Records from a dataset:
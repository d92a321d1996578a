// SPDX-FileCopyrightText: 2026 Maitre Contributors
// SPDX-License-Identifier: MIT OR Apache-2.0

//! Typed query modules. All functions accept `&Database` and run through
//! the single background writer thread.

pub mod revisions;
pub mod reviews;
pub mod turns;
// SPDX-FileCopyrightText: 2026 Maitre Contributors
// SPDX-License-Identifier: MIT OR Apache-2.0

//! SQLite persistence for the review approval engine.
//!
//! A single [`Database`] handle owns the connection to a WAL-mode SQLite
//! file; all access funnels through its background writer thread via
//! `tokio-rusqlite`. Schema migrations are embedded and applied on open.
//!
//! [`SqliteReviewStore`] is the adapter the engine talks to. It implements
//! the `ReviewStore` trait and delegates to the typed query modules under
//! [`queries`].

pub mod adapter;
pub mod database;
pub mod migrations;
pub mod models;
pub mod queries;

pub use adapter::SqliteReviewStore;
pub use database::Database;
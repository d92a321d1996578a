// SPDX-FileCopyrightText: 2026 Maitre Contributors
// SPDX-License-Identifier: MIT OR Apache-2.0

//! Embedded database migrations using refinery.
//!
//! SQL migration files are compiled into the binary at build time via
//! `embed_migrations!`. Migrations run automatically on database open.

use maitre_core::MaitreError;

mod embedded {
    use refinery::embed_migrations;
    embed_migrations!("migrations");
}

/// Run all pending migrations against the given connection.
///
/// Refinery tracks applied migrations in its own `refinery_schema_history` table.
pub fn run_migrations(conn: &mut rusqlite::Connection) -> Result<(), MaitreError> {
    embedded::migrations::runner()
        .run(conn)
        .map_err(|e| MaitreError::Storage {
            source: Box::new(e),
        })?;
    Ok(())
}
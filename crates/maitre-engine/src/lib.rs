// SPDX-FileCopyrightText: 2026 Maitre Contributors
// SPDX-License-Identifier: MIT OR Apache-2.0

//! Review approval workflow engine.
//!
//! [`WorkflowEngine`] owns the review lifecycle; [`classify`] maps manager
//! replies to actions. Everything else (storage, transport, model,
//! publisher) comes in through the adapter traits in `maitre-core`.

pub mod classify;
pub mod engine;

pub use classify::{Action, classify};
pub use engine::{EngineSettings, WorkflowEngine};
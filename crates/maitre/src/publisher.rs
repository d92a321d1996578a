// SPDX-FileCopyrightText: 2026 Maitre Contributors
// SPDX-License-Identifier: MIT OR Apache-2.0

//! Production publisher.
//!
//! The review platforms this service fronts have no write API in scope, so
//! the approved reply is emitted as a structured log record an operator (or
//! a downstream shipper) posts to the platform. The exactly-once guarantee
//! is enforced upstream by the engine; this adapter only has to be
//! idempotent-friendly and loud.

use async_trait::async_trait;
use maitre_core::{Adapter, AdapterType, HealthStatus, MaitreError, ReviewPublisher};
use tracing::info;

pub struct LogPublisher;

#[async_trait]
impl Adapter for LogPublisher {
    fn name(&self) -> &str {
        "log-publisher"
    }

    fn version(&self) -> semver::Version {
        semver::Version::new(0, 1, 0)
    }

    fn adapter_type(&self) -> AdapterType {
        AdapterType::Publisher
    }

    async fn health_check(&self) -> Result<HealthStatus, MaitreError> {
        Ok(HealthStatus::Healthy)
    }

    async fn shutdown(&self) -> Result<(), MaitreError> {
        Ok(())
    }
}

#[async_trait]
impl ReviewPublisher for LogPublisher {
    async fn publish(&self, review_id: &str, final_text: &str) -> Result<(), MaitreError> {
        info!(
            target: "maitre::published",
            review_id,
            reply = final_text,
            "approved reply ready for the review platform"
        );
        Ok(())
    }
}
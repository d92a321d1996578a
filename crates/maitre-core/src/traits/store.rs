// SPDX-FileCopyrightText: 2026 Maitre Contributors
// SPDX-License-Identifier: MIT OR Apache-2.0

//! Review store trait: the single source of truth for review state.

use async_trait::async_trait;

use crate::error::MaitreError;
use crate::traits::adapter::Adapter;
use crate::types::{ConversationTurn, Review, ReviewState, Revision};

/// Persistence for reviews, revision history, and the conversation turn log.
///
/// All review mutation goes through [`update_review`], an atomic
/// compare-and-swap keyed on the version field. A lost race yields
/// [`MaitreError::Conflict`], which callers absorb as a stale transition,
/// never surfacing it to the ingestion caller.
///
/// [`update_review`]: ReviewStore::update_review
#[async_trait]
pub trait ReviewStore: Adapter {
    /// Initializes the backend (migrations, connection setup).
    async fn initialize(&self) -> Result<(), MaitreError>;

    /// Closes the backend, flushing pending writes.
    async fn close(&self) -> Result<(), MaitreError>;

    // --- Review operations ---

    /// Persists a freshly ingested review at version 0.
    async fn create_review(&self, review: &Review) -> Result<(), MaitreError>;

    async fn get_review(&self, id: &str) -> Result<Option<Review>, MaitreError>;

    /// Writes the review back conditionally on `expected_version` matching
    /// the stored row, bumping the version by one. Returns
    /// [`MaitreError::Conflict`] when the row moved underneath the caller.
    async fn update_review(
        &self,
        review: &Review,
        expected_version: i64,
    ) -> Result<(), MaitreError>;

    /// Reviews in `AwaitingApproval` whose deadline is at or before `now`.
    async fn expired_awaiting(&self, now: &str) -> Result<Vec<Review>, MaitreError>;

    /// The oldest review a manager reply can act on (awaiting approval or
    /// revising), or `None` when nothing is pending.
    async fn oldest_actionable(&self) -> Result<Option<Review>, MaitreError>;

    /// Review counts grouped by state, for progress summaries.
    async fn count_by_state(&self) -> Result<Vec<(ReviewState, i64)>, MaitreError>;

    // --- Conversation turn log ---

    /// Appends a turn to the log. Returns `false` without writing when a
    /// turn with the same transport message id already exists; this is the
    /// at-most-once gate for duplicated webhook deliveries.
    async fn record_turn(&self, turn: &ConversationTurn) -> Result<bool, MaitreError>;

    async fn turns_for_review(
        &self,
        review_id: &str,
    ) -> Result<Vec<ConversationTurn>, MaitreError>;

    // --- Revision history ---

    /// Appends a (superseded draft, manager instruction) pair.
    async fn append_revision(
        &self,
        review_id: &str,
        draft: &str,
        instruction: &str,
    ) -> Result<(), MaitreError>;

    async fn revisions_for_review(
        &self,
        review_id: &str,
    ) -> Result<Vec<Revision>, MaitreError>;
}
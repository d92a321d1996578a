// SPDX-FileCopyrightText: 2026 Maitre Contributors
// SPDX-License-Identifier: MIT OR Apache-2.0

//! Adapter trait definitions for the Maitre collaborator boundaries.
//!
//! All adapters extend the [`Adapter`] base trait and use `#[async_trait]`
//! for dynamic dispatch compatibility.

pub mod adapter;
pub mod model;
pub mod publish;
pub mod store;
pub mod transport;

pub use adapter::Adapter;
pub use model::ModelProvider;
pub use publish::ReviewPublisher;
pub use store::ReviewStore;
pub use transport::ChatTransport;
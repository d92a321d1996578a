// SPDX-FileCopyrightText: 2026 Maitre Contributors
// SPDX-License-Identifier: MIT OR Apache-2.0

//! Google Gemini model provider adapter.
//!
//! Implements [`ModelProvider`] over the generateContent REST API for the
//! draft generator.

pub mod client;
pub mod types;

use async_trait::async_trait;
use maitre_config::model::GeminiConfig;
use maitre_core::{Adapter, AdapterType, HealthStatus, MaitreError, ModelProvider};
use tracing::info;

use crate::client::GeminiClient;
use crate::types::GenerateContentRequest;

/// Gemini model provider.
///
/// API key resolution order: config, then the `GEMINI_API_KEY` environment
/// variable, then error.
pub struct GeminiModel {
    client: GeminiClient,
}

impl GeminiModel {
    pub fn new(config: &GeminiConfig) -> Result<Self, MaitreError> {
        let api_key = resolve_api_key(&config.api_key)?;
        let client = GeminiClient::new(api_key, config.model.clone())?;
        info!(model = config.model, "Gemini provider initialized");
        Ok(Self { client })
    }

    /// Creates a provider with an existing client (for testing).
    #[cfg(test)]
    fn with_client(client: GeminiClient) -> Self {
        Self { client }
    }
}

fn resolve_api_key(configured: &Option<String>) -> Result<String, MaitreError> {
    if let Some(key) = configured {
        if !key.is_empty() {
            return Ok(key.clone());
        }
    }
    match std::env::var("GEMINI_API_KEY") {
        Ok(key) if !key.is_empty() => Ok(key),
        _ => Err(MaitreError::Config(
            "no Gemini API key: set [gemini].api_key or GEMINI_API_KEY".to_string(),
        )),
    }
}

#[async_trait]
impl Adapter for GeminiModel {
    fn name(&self) -> &str {
        "gemini"
    }

    fn version(&self) -> semver::Version {
        semver::Version::new(0, 1, 0)
    }

    fn adapter_type(&self) -> AdapterType {
        AdapterType::Model
    }

    async fn health_check(&self) -> Result<HealthStatus, MaitreError> {
        // No dedicated ping endpoint; the adapter is healthy once built.
        Ok(HealthStatus::Healthy)
    }

    async fn shutdown(&self) -> Result<(), MaitreError> {
        Ok(())
    }
}

#[async_trait]
impl ModelProvider for GeminiModel {
    async fn complete(&self, prompt: &str) -> Result<String, MaitreError> {
        let request = GenerateContentRequest::single_turn(prompt);
        let response = self.client.generate(&request).await?;
        response.text().ok_or_else(|| MaitreError::Generation {
            message: "response contained no candidates".to_string(),
            source: None,
            transient: true,
        })
    }
}

#[cfg(test)]
mod tests {
    use super::*;
    use wiremock::matchers::{method, path};
    use wiremock::{Mock, MockServer, ResponseTemplate};

    fn provider(base_url: &str) -> GeminiModel {
        let client = GeminiClient::new("test-key".into(), "gemini-2.0-flash".into())
            .unwrap()
            .with_base_url(base_url.to_string());
        GeminiModel::with_client(client)
    }

    #[test]
    fn config_key_wins_over_environment() {
        let key = resolve_api_key(&Some("from-config".to_string())).unwrap();
        assert_eq!(key, "from-config");
    }

    #[test]
    fn empty_config_key_is_treated_as_absent() {
        // May still resolve from the environment on a developer machine, but
        // must never return the empty string.
        if let Ok(key) = resolve_api_key(&Some(String::new())) {
            assert!(!key.is_empty());
        }
    }

    #[tokio::test]
    async fn complete_returns_candidate_text() {
        let server = MockServer::start().await;

        Mock::given(method("POST"))
            .and(path("/gemini-2.0-flash:generateContent"))
            .respond_with(ResponseTemplate::new(200).set_body_json(serde_json::json!({
                "candidates": [{
                    "content": {"role": "model", "parts": [{"text": "Dear guest, thank you."}]},
                    "finishReason": "STOP"
                }]
            })))
            .mount(&server)
            .await;

        let text = provider(&server.uri()).complete("write a reply").await.unwrap();
        assert_eq!(text, "Dear guest, thank you.");
    }

    #[tokio::test]
    async fn empty_candidate_list_is_transient() {
        let server = MockServer::start().await;

        Mock::given(method("POST"))
            .and(path("/gemini-2.0-flash:generateContent"))
            .respond_with(ResponseTemplate::new(200).set_body_json(serde_json::json!({})))
            .mount(&server)
            .await;

        let err = provider(&server.uri()).complete("write a reply").await.unwrap_err();
        assert!(err.is_transient());
    }
}
// SPDX-FileCopyrightText: 2026 Maitre Contributors
// SPDX-License-Identifier: MIT OR Apache-2.0

//! Configuration system for the Maitre review approval engine.
//!
//! Provides TOML configuration parsing with strict validation
//! (`deny_unknown_fields`), XDG file hierarchy lookup, environment variable
//! overrides, and miette diagnostic rendering with typo suggestions.
//!
//! # Usage
//!
//! ```no_run
//! use maitre_config::load_and_validate;
//!
//! let config = load_and_validate().expect("config errors");
//! println!("approval timeout: {}s", config.engine.approval_timeout_secs);
//! ```

pub mod diagnostic;
pub mod loader;
pub mod model;
pub mod validation;

pub use diagnostic::{ConfigError, render_errors};
pub use loader::{load_config, load_config_from_path, load_config_from_str};
pub use model::MaitreConfig;

/// Load configuration from the XDG hierarchy and validate it.
///
/// This is the high-level entry point that:
/// 1. Loads config from TOML files + env vars via Figment
/// 2. On success: runs post-deserialization validation
/// 3. On Figment error: converts to miette diagnostics with typo suggestions
pub fn load_and_validate() -> Result<MaitreConfig, Vec<ConfigError>> {
    match loader::load_config() {
        Ok(config) => {
            validation::validate_config(&config)?;
            Ok(config)
        }
        Err(err) => Err(diagnostic::figment_to_config_errors(err)),
    }
}

/// Load configuration from a TOML string and validate it.
///
/// Useful for testing and explicit configuration.
pub fn load_and_validate_str(toml_content: &str) -> Result<MaitreConfig, Vec<ConfigError>> {
    match loader::load_config_from_str(toml_content) {
        Ok(config) => {
            validation::validate_config(&config)?;
            Ok(config)
        }
        Err(err) => Err(diagnostic::figment_to_config_errors(err)),
    }
}
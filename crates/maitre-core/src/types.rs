// SPDX-FileCopyrightText: 2026 Maitre Contributors
// SPDX-License-Identifier: MIT OR Apache-2.0

//! Common types used across adapter traits and the Maitre workflow engine.

use serde::{Deserialize, Serialize};
use strum::{Display, EnumString};

/// Unique identifier assigned to a message by the chat transport provider.
///
/// Globally unique per delivered message; the workflow engine uses it to
/// deduplicate at-least-once webhook deliveries.
#[derive(Debug, Clone, PartialEq, Eq, Hash, Serialize, Deserialize)]
pub struct TransportMessageId(pub String);

impl std::fmt::Display for TransportMessageId {
    fn fmt(&self, f: &mut std::fmt::Formatter<'_>) -> std::fmt::Result {
        f.write_str(&self.0)
    }
}

/// Identifies the type of adapter behind the [`crate::Adapter`] trait.
#[derive(
    Debug, Clone, Copy, PartialEq, Eq, Hash, Display, EnumString, Serialize, Deserialize,
)]
pub enum AdapterType {
    Transport,
    Model,
    Storage,
    Publisher,
}

/// Health status reported by adapter health checks.
#[derive(Debug, Clone, PartialEq, Eq)]
pub enum HealthStatus {
    /// Adapter is fully operational.
    Healthy,
    /// Adapter is operational but experiencing issues.
    Degraded(String),
    /// Adapter is not operational.
    Unhealthy(String),
}

/// Lifecycle states of a review.
///
/// Transitions are monotonic except the `Revising` -> `AwaitingApproval`
/// loop. `Published` and `Abandoned` are terminal.
#[derive(
    Debug,
    Clone,
    Copy,
    PartialEq,
    Eq,
    Hash,
    Display,
    EnumString,
    Serialize,
    Deserialize,
)]
#[strum(serialize_all = "snake_case")]
#[serde(rename_all = "snake_case")]
pub enum ReviewState {
    /// Review received from the source platform; no accepted draft yet.
    Ingested,
    /// A draft passed validation and is persisted, not yet sent.
    Drafted,
    /// Draft sent to the manager; waiting for a reply or the deadline.
    AwaitingApproval,
    /// Manager asked for changes; a new draft is being generated.
    Revising,
    /// Manager approved the current draft; publish pending or exhausted.
    Approved,
    /// Final response dispatched to the review platform. Terminal.
    Published,
    /// Rejected by the manager or timed out. Terminal.
    Abandoned,
}

impl ReviewState {
    /// Terminal states permit no further transitions.
    pub fn is_terminal(self) -> bool {
        matches!(self, ReviewState::Published | ReviewState::Abandoned)
    }

    /// States in which a manager reply can act on the review.
    pub fn is_actionable(self) -> bool {
        matches!(self, ReviewState::AwaitingApproval | ReviewState::Revising)
    }
}

/// A review as produced by the review-source collaborator.
#[derive(Debug, Clone, Serialize, Deserialize)]
pub struct NewReview {
    /// Stable identifier from the source platform.
    pub id: String,
    /// Star rating, 1-5.
    pub rating: u8,
    /// Customer review body.
    pub text: String,
    /// Display name of the reviewer.
    pub customer_name: String,
}

/// The persisted review entity, owned and mutated exclusively by the
/// workflow engine through the review store's versioned updates.
#[derive(Debug, Clone, Serialize, Deserialize)]
pub struct Review {
    pub id: String,
    pub rating: u8,
    pub body: String,
    pub customer_name: String,
    /// Occasion tag (birthday, anniversary, ...) derived from the body text.
    pub special_occasion: Option<String>,
    pub state: ReviewState,
    /// The single current candidate response. Revisions append to the
    /// revision history rather than overwrite it.
    pub current_draft: Option<String>,
    /// Most recent message sent to the manager, for reply correlation
    /// and idempotent sends.
    pub last_outbound_message_id: Option<String>,
    /// Set when a failure path exhausted its retries and the review needs
    /// manual follow-up.
    pub needs_attention: bool,
    /// RFC 3339 deadline while in `AwaitingApproval`; past it the sweep
    /// abandons the review.
    pub approval_deadline: Option<String>,
    /// Optimistic concurrency counter, bumped on every store update.
    pub version: i64,
    pub created_at: String,
    pub updated_at: String,
}

/// One entry in a review's append-only revision history.
#[derive(Debug, Clone, Serialize, Deserialize)]
pub struct Revision {
    pub review_id: String,
    /// The draft that was superseded.
    pub draft: String,
    /// The manager instruction that superseded it.
    pub instruction: String,
    pub created_at: String,
}

/// Direction of a conversation turn.
#[derive(
    Debug, Clone, Copy, PartialEq, Eq, Display, EnumString, Serialize, Deserialize,
)]
#[strum(serialize_all = "snake_case")]
#[serde(rename_all = "snake_case")]
pub enum Direction {
    Inbound,
    Outbound,
}

/// One inbound or outbound message record tied to a review. Append-only;
/// the transport message id is unique across the log and serves as the
/// deduplication gate for inbound events.
#[derive(Debug, Clone, Serialize, Deserialize)]
pub struct ConversationTurn {
    pub review_id: String,
    pub direction: Direction,
    pub transport_message_id: String,
    pub payload: String,
    pub created_at: String,
}

/// An inbound message normalized by the conversation gateway.
///
/// The workflow engine never inspects raw transport payloads; everything
/// it sees has this shape.
#[derive(Debug, Clone, Serialize, Deserialize)]
pub struct InboundMessage {
    pub transport_message_id: String,
    pub sender_id: String,
    pub text: String,
    pub timestamp: String,
}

**Prompt:** In the data above, repeat exactly each line from the first through the line that contains "build time via", and give nothing else.

**The completed task:**
repository d92a321d1996578a
// SPDX-FileCopyrightText: 2026 Maitre Contributors
// SPDX-License-Identifier: MIT OR Apache-2.0

//! Typed query modules. All functions accept `&Database` and run through
//! the single background writer thread.

pub mod revisions;
pub mod reviews;
pub mod turns;
// SPDX-FileCopyrightText: 2026 Maitre Contributors
// SPDX-License-Identifier: MIT OR Apache-2.0

//! SQLite persistence for the review approval engine.
//!
//! A single [`Database`] handle owns the connection to a WAL-mode SQLite
//! file; all access funnels through its background writer thread via
//! `tokio-rusqlite`. Schema migrations are embedded and applied on open.
//!
//! [`SqliteReviewStore`] is the adapter the engine talks to. It implements
//! the `ReviewStore` trait and delegates to the typed query modules under
//! [`queries`].

pub mod adapter;
pub mod database;
pub mod migrations;
pub mod models;
pub mod queries;

pub use adapter::SqliteReviewStore;
pub use database::Database;
repository d92a321d1996578a
// SPDX-FileCopyrightText: 2026 Maitre Contributors
// SPDX-License-Identifier: MIT OR Apache-2.0

//! Embedded database migrations using refinery.
//!
//! SQL migration files are compiled into the binary at build time via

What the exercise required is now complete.